En entretien, la juriste de renom a fait part de son étonnement quant à la décision du DPCP de ne déposer aucune accusation contre les policiers visés par l’enquête. Même si son mandat ne couvrait que le travail du SPVM, pas celui du DPCP. « S’il n’y a pas d’accusations, le DPCP aura la responsabilité d’expliquer pourquoi il agit de la sorte. Ils fonctionnent selon leurs critères à eux. [Ça] ne découlera pas du travail des policiers. », a-t-elle indiqué au Devoir.
Enquête exigée
En Abitibi, les leaders algonquins se sont unis pour répéter le message qu’ils martèlent depuis la mise au jour de ces sévices présumés. « C’est ce qu’on demande depuis un an : d’avoir une enquête indépendante. […] Ça prend réellement une enquête ici, au Québec. Au niveau du fédéral, c’est beaucoup trop large », a dit le chef de Pikogan, David Kistabish, en faisant référence à l’Enquête fédérale sur les femmes autochtones disparues ou assassinées. « Il y a des aspects dans l’enquête [sur les policiers de la SQ] qui n’ont pas été traités, ajoute Adrienne Anichinapeo, qui dirige la communauté de Kitcisakik. On veut contrer le racisme, et ça n’a pas été abordé dans l’enquête. Ce serait le fun que le gouvernement prenne ses responsabilités. »
Réactions tièdes à Québec
La ministre de la Justice Stéphanie Vallée a rappelé que son gouvernement avait confié à l’enquête fédérale « des pouvoirs spécifiques » concernant le Québec. « Nous estimons que les pouvoirs que nous avons octroyés aux commissaires sont assez importants », a ajouté Mme Vallée, se refusant à tout autre commentaire jusqu’au dépôt du rapport du DPCP.

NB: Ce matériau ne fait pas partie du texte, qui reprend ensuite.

//! SHA-256 checksums for archives and the manifest.
//!
//! Digests are always lowercase hexadecimal, the form stored in the
//! manifest and in `sha256sum`-style checksum files.

use std::fs::File;
use std::io::{self, Read};
use std::path::Path;

use sha2::{Digest, Sha256};

/// Buffer size for reading files during checksum calculation (64KB).
const BUFFER_SIZE: usize = 64 * 1024;

/// Length of a hex-encoded SHA-256 digest.
pub const SHA256_HEX_LEN: usize = 64;

/// Calculate the SHA-256 checksum of an in-memory buffer.
pub fn sha256_hex(bytes: &[u8]) -> String {
    format!("{:x}", Sha256::digest(bytes))
}

/// Calculate the SHA-256 checksum of a file.
///
/// Streams the file in 64KB chunks and returns the lowercase hex digest.
pub fn calculate_file_checksum(path: &Path) -> io::Result<String> {
    let mut file = File::open(path)?;
    let mut hasher = Sha256::new();
    let mut buffer = vec![0u8; BUFFER_SIZE];

    loop {
        let bytes_read = file.read(&mut buffer)?;
        if bytes_read == 0 {
            break;
        }
        hasher.update(&buffer[..bytes_read]);
    }

    Ok(format!("{:x}", hasher.finalize()))
}

/// Check that a string looks like a lowercase hex SHA-256 digest.
pub fn is_sha256_hex(value: &str) -> bool {
    value.len() == SHA256_HEX_LEN
        && value
            .bytes()
            .all(|b| b.is_ascii_digit() || (b'a'..=b'f').contains(&b))
}

/// Format a `sha256sum`-compatible checksum line.
pub fn checksum_line(digest: &str, file_name: &str) -> String {
    format!("{}  {}\n", digest, file_name)
}

/// Extract the digest from a `sha256sum`-style line.
pub fn parse_checksum_line(line: &str) -> Option<&str> {
    line.split_whitespace().next().filter(|d| is_sha256_hex(d))
}

#[cfg(test)]
mod tests {
    use super::*;
    use std::io::Write;
    use tempfile::TempDir;

    #[test]
    fn test_sha256_hex_known_value() {
        // SHA-256 of "hello world"
        assert_eq!(
            sha256_hex(b"hello world"),
            "b94d27b9934d3e08a52e52d7da7dabfac484efe37a5380ee9088f7ace2efcde9"
        );
    }

    #[test]
    fn test_calculate_file_checksum() {
        let temp = TempDir::new().unwrap();
        let file_path = temp.path().join("test.txt");

        let mut file = File::create(&file_path).unwrap();
        file.write_all(b"hello world").unwrap();

        let checksum = calculate_file_checksum(&file_path).unwrap();
        assert_eq!(checksum, sha256_hex(b"hello world"));
    }

    #[test]
    fn test_calculate_empty_file() {
        let temp = TempDir::new().unwrap();
        let file_path = temp.path().join("empty.txt");
        File::create(&file_path).unwrap();

        // SHA-256 of empty string
        assert_eq!(
            calculate_file_checksum(&file_path).unwrap(),
            "e3b0c44298fc1c149afbf4c8996fb92427ae41e4649b934ca495991b7852b855"
        );
    }

    #[test]
    fn test_calculate_large_file_spans_buffers() {
        let temp = TempDir::new().unwrap();
        let file_path = temp.path().join("large.bin");
        let data = vec![0xABu8; BUFFER_SIZE * 3 + 17];
        std::fs::write(&file_path, &data).unwrap();

        assert_eq!(calculate_file_checksum(&file_path).unwrap(), sha256_hex(&data));
    }

    #[test]
    fn test_calculate_missing_file() {
        let result = calculate_file_checksum(Path::new("/nonexistent/file.zip"));
        assert!(result.is_err());
    }

    #[test]
    fn test_is_sha256_hex() {
        assert!(is_sha256_hex(&"a".repeat(64)));
        assert!(!is_sha256_hex(&"A".repeat(64)));
        assert!(!is_sha256_hex(&"a".repeat(63)));
        assert!(!is_sha256_hex(&"g".repeat(64)));
    }

    #[test]
    fn test_checksum_line_round_trip() {
        let digest = sha256_hex(b"manifest");
        let line = checksum_line(&digest, "manifest.json");
        assert_eq!(line, format!("{}  manifest.json\n", digest));
        assert_eq!(parse_checksum_line(&line), Some(digest.as_str()));
        assert_eq!(parse_checksum_line("garbage manifest.json"), None);
    }
}
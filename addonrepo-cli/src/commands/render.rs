//! `addonrepo render`: regenerate the listing of an existing output directory.

use std::path::PathBuf;

use addonrepo::config::ConfigFile;
use addonrepo::listing;
use addonrepo::manifest::RepositoryManifest;
use clap::Args;
use console::style;

use super::common::resolve_listing;
use crate::error::CliError;

/// Arguments for the render command.
#[derive(Debug, Args)]
pub struct RenderArgs {
    /// Output directory containing manifest.json
    pub dir: PathBuf,

    /// Listing page title
    #[arg(long)]
    pub title: Option<String>,
}

/// Run the render command.
pub fn run(args: RenderArgs, config: &ConfigFile) -> Result<(), CliError> {
    let manifest = RepositoryManifest::load(&args.dir)?;
    let listing_config = resolve_listing(args.title, config);

    listing::render(&manifest, &args.dir, &listing_config)?;

    println!(
        "{} listing for {} add-on(s) in {}",
        style("Rendered").green().bold(),
        manifest.addon_count(),
        args.dir.display()
    );
    Ok(())
}
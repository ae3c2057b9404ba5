//! Centralized naming conventions for the output tree.
//!
//! This module is the single source of truth for every name the builder
//! and renderer write:
//! - Archive filenames (e.g., `plugin.video.dropout-1.2.0.zip`)
//! - Artifact paths relative to the output root
//!   (e.g., `plugin.video.dropout/plugin.video.dropout-1.2.0.zip`)
//! - Fixed files at the output root (manifest, listing)
//!
//! Names derive only from id and version, so repeated builds from identical
//! sources produce identical names.

use std::path::{Path, PathBuf};

use crate::addon::{AddonId, AddonVersion};

/// Manifest filename at the output root.
pub const MANIFEST_FILENAME: &str = "manifest.json";

/// Checksum file for the manifest, in `sha256sum` format.
pub const MANIFEST_CHECKSUM_FILENAME: &str = "manifest.json.sha256";

/// Listing page filename, both at the root and inside each add-on directory.
pub const LISTING_FILENAME: &str = "index.html";

/// Secondary machine-readable listing at the output root.
pub const LISTING_INDEX_FILENAME: &str = "listing.json";

/// Archive file extension.
pub const ARCHIVE_EXTENSION: &str = "zip";

/// Generate the archive filename for an add-on version.
///
/// # Format
///
/// `{id}-{version}.zip`
///
/// # Examples
///
/// ```
/// use addonrepo::addon::{AddonId, VersionScheme};
/// use addonrepo::naming::archive_filename;
///
/// let id = AddonId::parse("plugin.video.dropout").unwrap();
/// let version = VersionScheme::Semver.parse("1.2.0").unwrap();
/// assert_eq!(archive_filename(&id, &version), "plugin.video.dropout-1.2.0.zip");
/// ```
pub fn archive_filename(id: &AddonId, version: &AddonVersion) -> String {
    format!("{}-{}.{}", id, version, ARCHIVE_EXTENSION)
}

/// Path of an archive relative to the output root, with `/` separators.
///
/// This is the form stored in the manifest and used in listing links.
pub fn artifact_path(id: &AddonId, version: &AddonVersion) -> String {
    format!("{}/{}", id, archive_filename(id, version))
}

/// Directory holding one add-on's archives, relative to the output root.
pub fn addon_dir(output_root: &Path, id: &AddonId) -> PathBuf {
    output_root.join(id.as_str())
}

/// Resolve a manifest-relative artifact path against an output root.
///
/// Manifest paths always use `/`; each segment is joined separately so
/// the result is correct on every platform.
pub fn resolve_artifact_path(output_root: &Path, relative: &str) -> PathBuf {
    relative
        .split('/')
        .filter(|segment| !segment.is_empty())
        .fold(output_root.to_path_buf(), |path, segment| path.join(segment))
}

#[cfg(test)]
mod tests {
    use super::*;
    use crate::addon::VersionScheme;

    fn id(value: &str) -> AddonId {
        AddonId::parse(value).unwrap()
    }

    fn semver(value: &str) -> AddonVersion {
        VersionScheme::Semver.parse(value).unwrap()
    }

    #[test]
    fn test_archive_filename() {
        assert_eq!(
            archive_filename(&id("sample"), &semver("1.0.0")),
            "sample-1.0.0.zip"
        );
        assert_eq!(
            archive_filename(&id("plugin.video.dropout"), &semver("2.0.0-beta.1")),
            "plugin.video.dropout-2.0.0-beta.1.zip"
        );
    }

    #[test]
    fn test_archive_filename_keeps_raw_date_token() {
        let version = VersionScheme::Date.parse("2024.3.1").unwrap();
        assert_eq!(archive_filename(&id("sample"), &version), "sample-2024.3.1.zip");
    }

    #[test]
    fn test_artifact_path() {
        assert_eq!(
            artifact_path(&id("sample"), &semver("1.2.0")),
            "sample/sample-1.2.0.zip"
        );
    }

    #[test]
    fn test_addon_dir() {
        assert_eq!(
            addon_dir(Path::new("/out"), &id("sample")),
            PathBuf::from("/out/sample")
        );
    }

    #[test]
    fn test_resolve_artifact_path() {
        assert_eq!(
            resolve_artifact_path(Path::new("/out"), "sample/sample-1.0.0.zip"),
            Path::new("/out").join("sample").join("sample-1.0.0.zip")
        );
    }

    #[test]
    fn test_naming_consistency() {
        // The archive lives in a directory named after the id
        let path = artifact_path(&id("sample"), &semver("1.0.0"));
        let name = archive_filename(&id("sample"), &semver("1.0.0"));
        assert!(path.starts_with("sample/"));
        assert!(path.ends_with(&name));
    }
}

En août dernier, le ministre responsable des Affaires autochtones, Geoffrey Kelley, avait aussi assuré que les membres de la commission fédérale disposeraient du « pouvoir d’aller au fond des questions soulevées […] dans l’histoire de Val-d’Or, par exemple ». « Qu’est-ce qu’on peut faire pour mieux protéger les femmes autochtones de notre société ? Qu’est-ce qu’on peut faire pour prévenir ce genre de gestes ? Je pense que ça, c’est l’objectif ultime », avait-il déclaré. Mercredi, M. Kelley observait pourtant un mutisme complet.
Le maire de Val-d’Or, Pierre Corbeil, n’a pas voulu faire de commentaires mercredi soir. Il doit s’adresser aux médias vendredi à la suite de l’annonce du DPCP.
Les prémisses de l’affaire
Le 5 novembre 2015, deux semaines après la diffusion d’un reportage évoquant des sévices policiers à l’endroit de femmes autochtones, Québec a nommé la juriste Fannie Lafontaine à titre d’observatrice indépendante chargée d’examiner l’intégrité et l’impartialité des enquêtes du SPVM. C’est à ce service de police que la ministre de la Sécurité publique d’alors, Lise Thériault, avait donné le mandat d’enquêter sur huit agents du poste de la SQ à Val-d’Or. Me Lafontaine a eu droit d’obtenir du SPVM « tout document ou renseignement jugé comme utile », en plus de pouvoir échanger avec le responsable des enquêteurs affectés aux dossiers et de pouvoir visiter certains lieux accompagnés des enquêteurs. Dès sa nomination, Me Lafontaine a exprimé le désir de se rendre à Val-d’Or.
Fannie Lafontaine devait aussi produire un rapport dans les 30 jours suivant la transmission du dossier d’enquête du SPVM au Directeur des poursuites criminelles et pénales. Son mandat ne s’arrête pas là pour autant : elle conserve son rôle d’observatrice tant que le SPVM continue d’enquêter sur des plaintes formulées par des autochtones à propos de tout corps de police qui n’est pas le SPVM. Elle pourrait donc produire d’autres rapports.